▶ Task input
>>>

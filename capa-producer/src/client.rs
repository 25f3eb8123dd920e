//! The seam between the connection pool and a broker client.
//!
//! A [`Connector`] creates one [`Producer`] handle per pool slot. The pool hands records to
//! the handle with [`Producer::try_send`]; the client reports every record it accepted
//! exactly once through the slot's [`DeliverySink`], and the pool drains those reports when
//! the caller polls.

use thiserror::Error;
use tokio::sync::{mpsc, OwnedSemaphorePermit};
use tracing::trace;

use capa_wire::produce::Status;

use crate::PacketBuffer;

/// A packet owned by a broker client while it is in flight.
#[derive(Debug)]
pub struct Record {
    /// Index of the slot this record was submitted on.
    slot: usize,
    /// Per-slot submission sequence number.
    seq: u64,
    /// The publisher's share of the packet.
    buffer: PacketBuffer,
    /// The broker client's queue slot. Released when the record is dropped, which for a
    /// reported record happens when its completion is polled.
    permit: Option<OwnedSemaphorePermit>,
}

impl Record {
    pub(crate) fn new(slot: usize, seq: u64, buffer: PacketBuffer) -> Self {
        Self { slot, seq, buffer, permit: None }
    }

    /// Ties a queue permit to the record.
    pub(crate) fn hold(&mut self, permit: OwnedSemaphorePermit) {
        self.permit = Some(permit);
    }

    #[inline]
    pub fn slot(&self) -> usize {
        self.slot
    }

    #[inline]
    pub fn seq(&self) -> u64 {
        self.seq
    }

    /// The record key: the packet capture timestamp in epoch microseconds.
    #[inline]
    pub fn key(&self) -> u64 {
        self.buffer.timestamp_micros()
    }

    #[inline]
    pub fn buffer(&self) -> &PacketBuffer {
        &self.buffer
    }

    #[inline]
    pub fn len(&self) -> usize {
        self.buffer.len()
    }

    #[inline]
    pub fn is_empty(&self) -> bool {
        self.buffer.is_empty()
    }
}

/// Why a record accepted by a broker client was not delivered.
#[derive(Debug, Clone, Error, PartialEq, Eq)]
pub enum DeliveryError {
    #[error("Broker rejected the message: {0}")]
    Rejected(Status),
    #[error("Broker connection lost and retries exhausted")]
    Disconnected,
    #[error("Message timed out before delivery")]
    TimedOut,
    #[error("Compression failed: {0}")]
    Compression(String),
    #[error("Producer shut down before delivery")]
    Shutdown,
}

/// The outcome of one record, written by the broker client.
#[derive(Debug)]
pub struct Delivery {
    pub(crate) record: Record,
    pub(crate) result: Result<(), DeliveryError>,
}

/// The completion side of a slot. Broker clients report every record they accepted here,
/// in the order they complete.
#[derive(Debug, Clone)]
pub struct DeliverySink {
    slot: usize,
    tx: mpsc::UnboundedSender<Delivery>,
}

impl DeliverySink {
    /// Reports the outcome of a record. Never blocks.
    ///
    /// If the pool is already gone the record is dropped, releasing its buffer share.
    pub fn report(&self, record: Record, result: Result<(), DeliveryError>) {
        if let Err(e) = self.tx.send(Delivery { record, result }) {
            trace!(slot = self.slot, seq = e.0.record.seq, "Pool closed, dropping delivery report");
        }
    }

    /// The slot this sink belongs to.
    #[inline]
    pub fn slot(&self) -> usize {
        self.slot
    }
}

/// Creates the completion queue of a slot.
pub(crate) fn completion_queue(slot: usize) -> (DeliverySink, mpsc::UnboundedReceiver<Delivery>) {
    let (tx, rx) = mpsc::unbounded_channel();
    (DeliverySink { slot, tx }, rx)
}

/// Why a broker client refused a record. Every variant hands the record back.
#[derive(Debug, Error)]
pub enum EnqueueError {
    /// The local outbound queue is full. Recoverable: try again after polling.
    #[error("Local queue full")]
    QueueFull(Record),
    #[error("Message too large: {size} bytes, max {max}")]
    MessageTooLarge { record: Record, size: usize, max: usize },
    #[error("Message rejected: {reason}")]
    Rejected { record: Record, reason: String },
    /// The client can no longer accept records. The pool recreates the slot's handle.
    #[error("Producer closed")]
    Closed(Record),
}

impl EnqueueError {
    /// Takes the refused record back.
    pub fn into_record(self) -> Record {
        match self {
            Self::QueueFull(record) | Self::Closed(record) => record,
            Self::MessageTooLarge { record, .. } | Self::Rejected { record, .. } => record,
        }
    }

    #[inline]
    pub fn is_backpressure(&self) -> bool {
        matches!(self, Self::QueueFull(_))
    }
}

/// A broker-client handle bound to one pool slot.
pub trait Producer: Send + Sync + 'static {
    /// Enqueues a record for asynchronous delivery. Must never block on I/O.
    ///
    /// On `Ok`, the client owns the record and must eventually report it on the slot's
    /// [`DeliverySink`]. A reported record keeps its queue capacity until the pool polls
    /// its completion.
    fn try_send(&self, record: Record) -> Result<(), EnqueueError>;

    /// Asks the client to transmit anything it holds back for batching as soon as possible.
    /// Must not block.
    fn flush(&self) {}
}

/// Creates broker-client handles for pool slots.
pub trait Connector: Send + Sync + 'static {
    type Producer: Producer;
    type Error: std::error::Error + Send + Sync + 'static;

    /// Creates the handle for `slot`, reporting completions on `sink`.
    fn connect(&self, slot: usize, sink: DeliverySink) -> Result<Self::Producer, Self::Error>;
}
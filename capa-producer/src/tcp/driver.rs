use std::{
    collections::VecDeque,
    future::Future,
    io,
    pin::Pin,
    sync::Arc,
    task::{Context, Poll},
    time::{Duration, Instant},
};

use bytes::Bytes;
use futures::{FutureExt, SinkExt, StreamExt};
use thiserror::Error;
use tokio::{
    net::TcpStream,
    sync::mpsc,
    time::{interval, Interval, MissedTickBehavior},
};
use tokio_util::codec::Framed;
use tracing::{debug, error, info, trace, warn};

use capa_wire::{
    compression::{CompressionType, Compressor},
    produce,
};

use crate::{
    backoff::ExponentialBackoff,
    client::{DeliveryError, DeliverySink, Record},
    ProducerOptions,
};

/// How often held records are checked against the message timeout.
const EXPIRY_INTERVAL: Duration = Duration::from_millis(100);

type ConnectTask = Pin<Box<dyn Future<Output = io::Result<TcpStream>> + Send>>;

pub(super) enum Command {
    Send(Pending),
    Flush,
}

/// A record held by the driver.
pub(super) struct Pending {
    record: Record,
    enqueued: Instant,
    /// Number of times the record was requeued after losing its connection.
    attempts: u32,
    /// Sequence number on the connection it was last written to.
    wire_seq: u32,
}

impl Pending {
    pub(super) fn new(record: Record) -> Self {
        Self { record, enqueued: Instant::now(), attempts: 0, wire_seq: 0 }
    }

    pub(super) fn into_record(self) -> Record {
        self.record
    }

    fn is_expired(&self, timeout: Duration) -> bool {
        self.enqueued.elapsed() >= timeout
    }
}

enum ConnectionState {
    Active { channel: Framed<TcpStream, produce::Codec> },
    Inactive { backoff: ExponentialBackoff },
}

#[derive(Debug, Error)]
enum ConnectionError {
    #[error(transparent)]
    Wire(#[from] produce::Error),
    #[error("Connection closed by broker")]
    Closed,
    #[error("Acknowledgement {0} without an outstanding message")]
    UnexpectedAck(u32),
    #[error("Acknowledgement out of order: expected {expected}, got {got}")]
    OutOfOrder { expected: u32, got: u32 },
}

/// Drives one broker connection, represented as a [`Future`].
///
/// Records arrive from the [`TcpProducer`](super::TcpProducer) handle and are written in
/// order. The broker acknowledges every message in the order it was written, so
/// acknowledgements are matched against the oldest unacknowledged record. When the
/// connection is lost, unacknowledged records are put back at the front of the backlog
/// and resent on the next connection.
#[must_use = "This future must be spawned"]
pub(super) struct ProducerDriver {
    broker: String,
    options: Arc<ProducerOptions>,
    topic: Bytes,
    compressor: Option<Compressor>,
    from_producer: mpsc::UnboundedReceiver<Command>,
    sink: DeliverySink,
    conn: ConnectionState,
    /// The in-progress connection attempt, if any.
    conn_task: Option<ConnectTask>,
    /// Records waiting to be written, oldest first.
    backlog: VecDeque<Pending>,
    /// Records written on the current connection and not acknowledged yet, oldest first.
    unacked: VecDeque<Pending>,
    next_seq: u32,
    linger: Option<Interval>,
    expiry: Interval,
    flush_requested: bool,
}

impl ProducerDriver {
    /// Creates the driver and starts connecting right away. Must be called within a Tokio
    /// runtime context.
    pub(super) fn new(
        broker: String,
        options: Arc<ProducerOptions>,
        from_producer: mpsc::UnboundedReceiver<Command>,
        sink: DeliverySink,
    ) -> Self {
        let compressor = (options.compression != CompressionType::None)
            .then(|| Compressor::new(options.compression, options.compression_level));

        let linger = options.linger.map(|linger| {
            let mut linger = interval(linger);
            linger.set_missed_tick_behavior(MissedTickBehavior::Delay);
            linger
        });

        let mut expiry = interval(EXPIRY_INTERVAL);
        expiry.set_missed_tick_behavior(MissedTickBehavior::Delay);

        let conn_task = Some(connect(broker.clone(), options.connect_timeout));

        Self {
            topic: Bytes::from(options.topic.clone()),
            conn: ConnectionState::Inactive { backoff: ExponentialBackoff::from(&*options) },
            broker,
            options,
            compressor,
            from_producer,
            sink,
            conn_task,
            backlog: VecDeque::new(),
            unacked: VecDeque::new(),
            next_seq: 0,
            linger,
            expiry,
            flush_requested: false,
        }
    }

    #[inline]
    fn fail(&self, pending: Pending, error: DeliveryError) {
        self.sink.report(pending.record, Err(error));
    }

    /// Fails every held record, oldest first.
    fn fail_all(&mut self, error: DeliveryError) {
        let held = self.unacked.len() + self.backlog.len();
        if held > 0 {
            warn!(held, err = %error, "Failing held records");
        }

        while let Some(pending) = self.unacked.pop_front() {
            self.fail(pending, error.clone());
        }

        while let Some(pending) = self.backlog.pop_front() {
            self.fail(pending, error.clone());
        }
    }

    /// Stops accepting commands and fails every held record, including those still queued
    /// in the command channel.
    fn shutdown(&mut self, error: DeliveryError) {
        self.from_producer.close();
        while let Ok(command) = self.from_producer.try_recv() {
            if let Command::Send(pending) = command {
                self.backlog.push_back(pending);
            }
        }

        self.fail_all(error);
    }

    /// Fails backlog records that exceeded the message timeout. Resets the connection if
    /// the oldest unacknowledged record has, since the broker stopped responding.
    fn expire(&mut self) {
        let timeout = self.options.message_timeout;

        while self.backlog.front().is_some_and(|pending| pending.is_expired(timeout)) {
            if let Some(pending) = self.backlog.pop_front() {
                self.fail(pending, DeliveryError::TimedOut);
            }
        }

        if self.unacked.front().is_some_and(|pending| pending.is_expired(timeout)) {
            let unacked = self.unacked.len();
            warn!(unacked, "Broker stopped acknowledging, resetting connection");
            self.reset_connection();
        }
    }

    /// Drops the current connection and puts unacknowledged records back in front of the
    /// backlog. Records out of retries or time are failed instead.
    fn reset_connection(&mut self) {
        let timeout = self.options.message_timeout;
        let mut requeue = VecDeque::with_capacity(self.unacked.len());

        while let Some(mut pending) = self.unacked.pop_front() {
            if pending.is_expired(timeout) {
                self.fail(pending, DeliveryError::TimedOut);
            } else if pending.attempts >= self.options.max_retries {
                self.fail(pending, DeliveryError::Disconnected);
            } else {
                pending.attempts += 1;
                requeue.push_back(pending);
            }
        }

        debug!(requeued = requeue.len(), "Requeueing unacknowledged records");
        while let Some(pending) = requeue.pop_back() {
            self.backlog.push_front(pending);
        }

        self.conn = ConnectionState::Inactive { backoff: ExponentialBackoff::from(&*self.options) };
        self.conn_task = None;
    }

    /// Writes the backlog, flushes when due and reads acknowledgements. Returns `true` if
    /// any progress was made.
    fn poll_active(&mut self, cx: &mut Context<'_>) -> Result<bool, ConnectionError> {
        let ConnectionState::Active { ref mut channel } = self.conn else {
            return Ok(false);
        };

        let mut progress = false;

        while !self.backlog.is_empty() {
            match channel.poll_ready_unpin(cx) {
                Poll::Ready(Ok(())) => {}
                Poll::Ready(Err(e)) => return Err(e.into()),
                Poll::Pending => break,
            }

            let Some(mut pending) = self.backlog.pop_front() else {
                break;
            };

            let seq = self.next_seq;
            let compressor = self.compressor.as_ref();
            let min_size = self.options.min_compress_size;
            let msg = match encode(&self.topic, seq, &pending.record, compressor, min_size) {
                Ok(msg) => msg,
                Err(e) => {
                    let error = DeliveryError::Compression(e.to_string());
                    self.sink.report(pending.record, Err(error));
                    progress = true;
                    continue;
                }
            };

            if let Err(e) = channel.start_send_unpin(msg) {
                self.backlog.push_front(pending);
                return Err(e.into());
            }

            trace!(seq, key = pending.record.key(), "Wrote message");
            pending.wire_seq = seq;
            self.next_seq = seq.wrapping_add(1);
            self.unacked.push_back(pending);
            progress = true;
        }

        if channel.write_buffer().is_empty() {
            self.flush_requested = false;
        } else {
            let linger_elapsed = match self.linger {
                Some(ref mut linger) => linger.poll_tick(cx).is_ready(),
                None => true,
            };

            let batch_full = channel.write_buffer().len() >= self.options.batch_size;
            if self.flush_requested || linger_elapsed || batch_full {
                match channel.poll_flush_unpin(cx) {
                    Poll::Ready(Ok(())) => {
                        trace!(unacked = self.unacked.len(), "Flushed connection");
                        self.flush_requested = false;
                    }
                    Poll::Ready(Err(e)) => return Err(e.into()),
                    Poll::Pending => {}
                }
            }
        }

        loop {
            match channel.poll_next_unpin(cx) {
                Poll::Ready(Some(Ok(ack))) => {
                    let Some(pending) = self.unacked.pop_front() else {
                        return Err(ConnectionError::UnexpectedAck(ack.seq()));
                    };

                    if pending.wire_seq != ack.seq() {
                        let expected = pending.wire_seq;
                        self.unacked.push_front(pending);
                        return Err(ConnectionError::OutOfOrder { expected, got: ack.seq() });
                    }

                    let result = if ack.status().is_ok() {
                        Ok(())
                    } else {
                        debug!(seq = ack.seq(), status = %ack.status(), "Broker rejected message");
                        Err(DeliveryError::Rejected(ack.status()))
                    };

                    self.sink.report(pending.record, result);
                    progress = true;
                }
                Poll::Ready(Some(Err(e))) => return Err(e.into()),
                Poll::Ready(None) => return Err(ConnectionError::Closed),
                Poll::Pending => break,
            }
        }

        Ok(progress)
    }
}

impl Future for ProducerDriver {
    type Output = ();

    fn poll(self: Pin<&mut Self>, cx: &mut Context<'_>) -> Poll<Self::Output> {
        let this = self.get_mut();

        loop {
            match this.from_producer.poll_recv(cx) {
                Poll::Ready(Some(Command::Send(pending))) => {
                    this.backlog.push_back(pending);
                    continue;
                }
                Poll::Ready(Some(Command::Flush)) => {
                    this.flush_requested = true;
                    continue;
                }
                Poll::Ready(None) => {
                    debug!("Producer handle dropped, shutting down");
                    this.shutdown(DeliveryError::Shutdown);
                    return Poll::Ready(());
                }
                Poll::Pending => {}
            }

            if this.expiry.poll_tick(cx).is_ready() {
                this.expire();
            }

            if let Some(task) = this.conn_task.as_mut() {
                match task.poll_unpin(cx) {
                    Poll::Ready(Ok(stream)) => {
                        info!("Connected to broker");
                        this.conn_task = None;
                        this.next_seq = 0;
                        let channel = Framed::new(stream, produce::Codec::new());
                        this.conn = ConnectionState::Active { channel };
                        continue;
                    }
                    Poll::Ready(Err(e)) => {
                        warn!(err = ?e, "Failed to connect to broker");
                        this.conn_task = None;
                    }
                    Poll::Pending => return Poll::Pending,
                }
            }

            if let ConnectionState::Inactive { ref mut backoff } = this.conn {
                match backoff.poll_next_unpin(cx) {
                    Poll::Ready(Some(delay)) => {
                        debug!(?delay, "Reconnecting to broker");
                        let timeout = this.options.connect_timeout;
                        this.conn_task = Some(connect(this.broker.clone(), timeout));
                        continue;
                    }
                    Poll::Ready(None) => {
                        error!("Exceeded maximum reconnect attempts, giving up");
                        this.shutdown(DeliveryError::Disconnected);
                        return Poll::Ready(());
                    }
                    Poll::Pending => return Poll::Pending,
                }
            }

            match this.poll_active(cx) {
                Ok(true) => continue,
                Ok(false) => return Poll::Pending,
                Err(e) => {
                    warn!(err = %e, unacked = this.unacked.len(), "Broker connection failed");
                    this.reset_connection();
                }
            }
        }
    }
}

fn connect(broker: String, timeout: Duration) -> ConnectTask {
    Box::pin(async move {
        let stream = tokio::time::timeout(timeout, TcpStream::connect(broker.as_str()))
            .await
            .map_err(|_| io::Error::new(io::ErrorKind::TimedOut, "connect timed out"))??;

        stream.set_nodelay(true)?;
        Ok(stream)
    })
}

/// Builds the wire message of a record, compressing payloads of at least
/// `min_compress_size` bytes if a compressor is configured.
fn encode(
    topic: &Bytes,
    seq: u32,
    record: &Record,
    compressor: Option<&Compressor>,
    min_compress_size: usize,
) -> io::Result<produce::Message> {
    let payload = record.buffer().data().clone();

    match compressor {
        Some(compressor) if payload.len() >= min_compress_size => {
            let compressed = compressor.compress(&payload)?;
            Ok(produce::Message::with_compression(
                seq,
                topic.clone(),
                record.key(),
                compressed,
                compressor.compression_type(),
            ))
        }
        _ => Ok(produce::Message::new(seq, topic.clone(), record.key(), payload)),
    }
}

<<<

▶ To do
Give an exact copy of the lines above, from the top of the records to the line that contains "pub fn buffer(&self)", taking in both ends.

▶ Result for this task
filename capa-producer/src/client.rs
repository 25f3eb8123dd920e
//! The seam between the connection pool and a broker client.
//!
//! A [`Connector`] creates one [`Producer`] handle per pool slot. The pool hands records to
//! the handle with [`Producer::try_send`]; the client reports every record it accepted
//! exactly once through the slot's [`DeliverySink`], and the pool drains those reports when
//! the caller polls.

use thiserror::Error;
use tokio::sync::{mpsc, OwnedSemaphorePermit};
use tracing::trace;

use capa_wire::produce::Status;

use crate::PacketBuffer;

/// A packet owned by a broker client while it is in flight.
#[derive(Debug)]
pub struct Record {
    /// Index of the slot this record was submitted on.
    slot: usize,
    /// Per-slot submission sequence number.
    seq: u64,
    /// The publisher's share of the packet.
    buffer: PacketBuffer,
    /// The broker client's queue slot. Released when the record is dropped, which for a
    /// reported record happens when its completion is polled.
    permit: Option<OwnedSemaphorePermit>,
}

impl Record {
    pub(crate) fn new(slot: usize, seq: u64, buffer: PacketBuffer) -> Self {
        Self { slot, seq, buffer, permit: None }
    }

    /// Ties a queue permit to the record.
    pub(crate) fn hold(&mut self, permit: OwnedSemaphorePermit) {
        self.permit = Some(permit);
    }

    #[inline]
    pub fn slot(&self) -> usize {
        self.slot
    }

    #[inline]
    pub fn seq(&self) -> u64 {
        self.seq
    }

    /// The record key: the packet capture timestamp in epoch microseconds.
    #[inline]
    pub fn key(&self) -> u64 {
        self.buffer.timestamp_micros()
    }

    #[inline]
    pub fn buffer(&self) -> &PacketBuffer {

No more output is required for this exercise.